Plus de viande à Comines

La nuit a été relativement calme ; le canon ne se fait plus entendre, offrant un répit presque inhabituel.

Nous sommes en ce jour de Vendredi saint.

Monsieur le curé Jean-Baptiste Delporte se rend à Halluin et à Menen pour aller chercher les saintes huiles chez Monsieur le Doyen. Il est accompagné d’un soldat nommé Georges, jeune homme intelligent et bien élevé. De confession juive, il se montre pourtant très respectueux de la religion catholique, qu’il connaît bien. Le curé pense même qu’il assiste parfois aux offices.

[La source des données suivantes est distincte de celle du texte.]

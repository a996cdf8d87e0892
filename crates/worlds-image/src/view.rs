//! Read-only, header-walking access to image bytes.
//!
//! An [`ImageView`] pairs a byte buffer with the record span table produced
//! by the layout. Field boundaries come from consecutive header offsets;
//! the last field of a record ends where the record ends. The view works on
//! any buffer with the same layout, including a copy mutated at runtime by
//! transfer stores.

use worlds_core::{Offset, RecordKind};

use crate::codec::{decode_str, read_u32_at, slot};
use crate::record::{animal, header_slots, instance, world};

/// Where one record lives in the image.
#[derive(Clone, Copy, Debug, PartialEq, Eq)]
pub struct RecordSpan {
    /// Record category.
    pub kind: RecordKind,
    /// Starting offset.
    pub offset: Offset,
    /// Length in bytes.
    pub len: u32,
}

impl RecordSpan {
    /// One past the last byte of the record.
    pub fn end(&self) -> u32 {
        self.offset.get() + self.len
    }

    /// Whether `addr` falls inside this record.
    pub fn contains(&self, addr: u32) -> bool {
        addr >= self.offset.get() && addr < self.end()
    }
}

/// An animal record read back from the image.
#[derive(Clone, Debug, PartialEq, Eq)]
pub struct DecodedAnimal {
    /// Gene string.
    pub gene: String,
    /// Species name.
    pub name: String,
    /// Sound string.
    pub sound: String,
}

/// An instance record read back from the image.
#[derive(Clone, Debug, PartialEq, Eq)]
pub struct DecodedInstance {
    /// Instance name.
    pub name: String,
    /// Offset of the species record.
    pub species: Offset,
    /// Offset of the current world, or [`Offset::UNSET`].
    pub world: Offset,
}

/// A world record read back from the image.
#[derive(Clone, Debug, PartialEq, Eq)]
pub struct DecodedWorld {
    /// World name.
    pub name: String,
    /// Offsets of the contained instances.
    pub contains: Vec<Offset>,
}

/// Borrowed view over image bytes plus their record spans.
#[derive(Clone, Copy, Debug)]
pub struct ImageView<'a> {
    bytes: &'a [u8],
    spans: &'a [RecordSpan],
}

impl<'a> ImageView<'a> {
    /// View `bytes` laid out according to `spans` (sorted by offset).
    pub fn new(bytes: &'a [u8], spans: &'a [RecordSpan]) -> Self {
        Self { bytes, spans }
    }

    /// The underlying bytes.
    pub fn bytes(&self) -> &'a [u8] {
        self.bytes
    }

    /// Read the little-endian word at `addr`.
    pub fn word(&self, addr: Offset) -> Option<u32> {
        read_u32_at(self.bytes, addr.index())
    }

    /// The record starting exactly at `offset`.
    pub fn span_at(&self, offset: Offset) -> Option<RecordSpan> {
        self.spans
            .binary_search_by_key(&offset, |s| s.offset)
            .ok()
            .map(|i| self.spans[i])
    }

    /// The record containing `addr`.
    pub fn span_containing(&self, addr: Offset) -> Option<RecordSpan> {
        let i = self
            .spans
            .partition_point(|s| s.offset <= addr)
            .checked_sub(1)?;
        let span = self.spans[i];
        span.contains(addr.get()).then_some(span)
    }

    /// Bytes of header slot `slot_index` of the record at `base`.
    ///
    /// The field runs from its own header offset to the next slot's offset,
    /// or to the end of the record for the last slot.
    pub fn field(&self, base: Offset, slot_index: u32) -> Option<&'a [u8]> {
        let span = self.span_at(base)?;
        let slots = header_slots(span.kind);
        if slot_index >= slots {
            return None;
        }
        let start = self.word(base.checked_add(slot(slot_index))?)?;
        let end = if slot_index + 1 < slots {
            self.word(base.checked_add(slot(slot_index + 1))?)?
        } else {
            span.len
        };
        if start > end || end > span.len {
            return None;
        }
        let abs = base.index();
        self.bytes
            .get(abs + start as usize..abs + end as usize)
    }

    /// The record that ends exactly at `addr`.
    pub fn span_ending_at(&self, addr: Offset) -> Option<RecordSpan> {
        let i = self
            .spans
            .partition_point(|s| s.offset < addr)
            .checked_sub(1)?;
        let span = self.spans[i];
        (span.end() == addr.get()).then_some(span)
    }

    /// Bytes of the `kind` field in header slot `slot_index` that begins at
    /// absolute address `addr`.
    ///
    /// This is how a narration sink turns the addresses it is handed back
    /// into strings: the argument position says which field of which record
    /// kind an address names. An empty last field points one past its
    /// record, so the record ending at `addr` is tried as well.
    pub fn field_at(&self, addr: Offset, kind: RecordKind, slot_index: u32) -> Option<&'a [u8]> {
        let candidates = self
            .span_containing(addr)
            .into_iter()
            .chain(self.span_ending_at(addr));
        for span in candidates {
            if span.kind != kind {
                continue;
            }
            let rel = addr.get() - span.offset.get();
            let hdr = self.word(span.offset.checked_add(slot(slot_index))?)?;
            if hdr == rel {
                return self.field(span.offset, slot_index);
            }
        }
        None
    }

    /// String field at absolute address `addr`, decoded one byte per
    /// character. See [`field_at`](Self::field_at).
    pub fn str_at(&self, addr: Offset, kind: RecordKind, slot_index: u32) -> Option<String> {
        self.field_at(addr, kind, slot_index).map(decode_str)
    }

    /// Decode the animal record at `base`.
    pub fn animal(&self, base: Offset) -> Option<DecodedAnimal> {
        self.expect_kind(base, RecordKind::Animal)?;
        Some(DecodedAnimal {
            gene: decode_str(self.field(base, animal::GENE)?),
            name: decode_str(self.field(base, animal::NAME)?),
            sound: decode_str(self.field(base, animal::SOUND)?),
        })
    }

    /// Decode the instance record at `base`.
    pub fn instance(&self, base: Offset) -> Option<DecodedInstance> {
        self.expect_kind(base, RecordKind::Instance)?;
        Some(DecodedInstance {
            name: decode_str(self.field(base, instance::NAME)?),
            species: Offset(word_of(self.field(base, instance::SPECIES)?)?),
            world: Offset(word_of(self.field(base, instance::WORLD)?)?),
        })
    }

    /// Decode the world record at `base`.
    pub fn world(&self, base: Offset) -> Option<DecodedWorld> {
        self.expect_kind(base, RecordKind::World)?;
        let contains = self
            .field(base, world::CONTAINS)?
            .chunks_exact(4)
            .map(|c| word_of(c).map(Offset))
            .collect::<Option<Vec<_>>>()?;
        Some(DecodedWorld {
            name: decode_str(self.field(base, world::NAME)?),
            contains,
        })
    }

    fn expect_kind(&self, base: Offset, kind: RecordKind) -> Option<()> {
        (self.span_at(base)?.kind == kind).then_some(())
    }
}

fn word_of(bytes: &[u8]) -> Option<u32> {
    read_u32_at(bytes, 0).filter(|_| bytes.len() == 4)
}

#[cfg(test)]
mod tests {
    use super::*;
    use crate::config::ImageConfig;
    use crate::image::ImageBuilder;
    use worlds_core::Graph;

    fn image_of(graph: &Graph) -> crate::image::MemoryImage {
        ImageBuilder::new(graph, ImageConfig::default())
            .build()
            .unwrap()
    }

    #[test]
    fn field_at_resolves_each_animal_string() {
        let mut b = Graph::builder();
        b.animal("cat", "G1", "meow");
        let image = image_of(&b.build());
        let view = image.view();
        let a = RecordKind::Animal;

        assert_eq!(view.str_at(Offset(12), a, animal::GENE).as_deref(), Some("G1"));
        assert_eq!(view.str_at(Offset(14), a, animal::NAME).as_deref(), Some("cat"));
        assert_eq!(view.str_at(Offset(17), a, animal::SOUND).as_deref(), Some("meow"));
        // Middle of a string, or the wrong slot, is not a field start.
        assert_eq!(view.str_at(Offset(15), a, animal::NAME), None);
        assert_eq!(view.str_at(Offset(14), a, animal::SOUND), None);
    }

    #[test]
    fn empty_fields_resolve_by_slot() {
        let mut b = Graph::builder();
        b.animal("mute", "", "");
        b.animal("cat", "G1", "meow");
        let image = image_of(&b.build());
        let view = image.view();
        let a = RecordKind::Animal;

        // mute: header 12, gene 0, name 4, sound 0 → record is 16 bytes
        let mute = view.animal(Offset(0)).unwrap();
        assert_eq!(mute.gene, "");
        assert_eq!(mute.name, "mute");
        assert_eq!(mute.sound, "");
        assert_eq!(view.str_at(Offset(12), a, animal::GENE).as_deref(), Some(""));
        assert_eq!(view.str_at(Offset(12), a, animal::NAME).as_deref(), Some("mute"));
        // Sound points one past the record, at the start of "cat".
        assert_eq!(view.str_at(Offset(16), a, animal::SOUND).as_deref(), Some(""));
        assert_eq!(view.animal(Offset(16)).unwrap().name, "cat");
    }

    #[test]
    fn wrong_kind_decodes_to_none() {
        let mut b = Graph::builder();
        let cat = b.animal("cat", "G1", "meow");
        b.instance("i1", cat);
        let image = image_of(&b.build());
        let view = image.view();

        assert!(view.instance(Offset(0)).is_none());
        assert!(view.animal(Offset(21)).is_none());
        assert!(view.animal(Offset(3)).is_none());
        assert_eq!(view.instance(Offset(21)).unwrap().name, "i1");
    }
}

Mr le Curé Jean-Baptiste Delporte – Fonds SHCWR

Chemin faisant, Georges s’interroge : pourquoi, lorsqu’on porte le Saint-Sacrement aux malades, les prêtres ne portent-ils ni surplis ni étole ? Pourquoi n’y a-t-il ni lumière ni sonnette ? Monsieur le curé lui explique que la guerre impose ces précautions : parmi les soldats se trouvent des hommes de toutes confessions, et l’on veut éviter tout manque de respect envers le Saint-Sacrement. En temps de paix, précise-t-il, les usages sont bien différents, comme dans le pays de Georges. Celui-ci comprend et approuve.

Le respect qu’il témoigne est constant : il laisse toujours le curé entrer seul, refuse même de pénétrer chez le Doyen et préfère attendre au parloir. Lorsqu’il est envoyé en service à Wervicq, il prend soin de demander s’il peut rapporter de la viande, denrée devenue introuvable à Comines.

Finalement, le projet d’installer un casino dans la maison de Dumortier père est abandonné. Seule la chambre de la bonne devra être mise à disposition pour l’ordonnance. Le matin même, ordre est donné d’interrompre les travaux destinés à la morgue : il semblerait désormais que la brasserie soit affectée à la fabrication de fromages.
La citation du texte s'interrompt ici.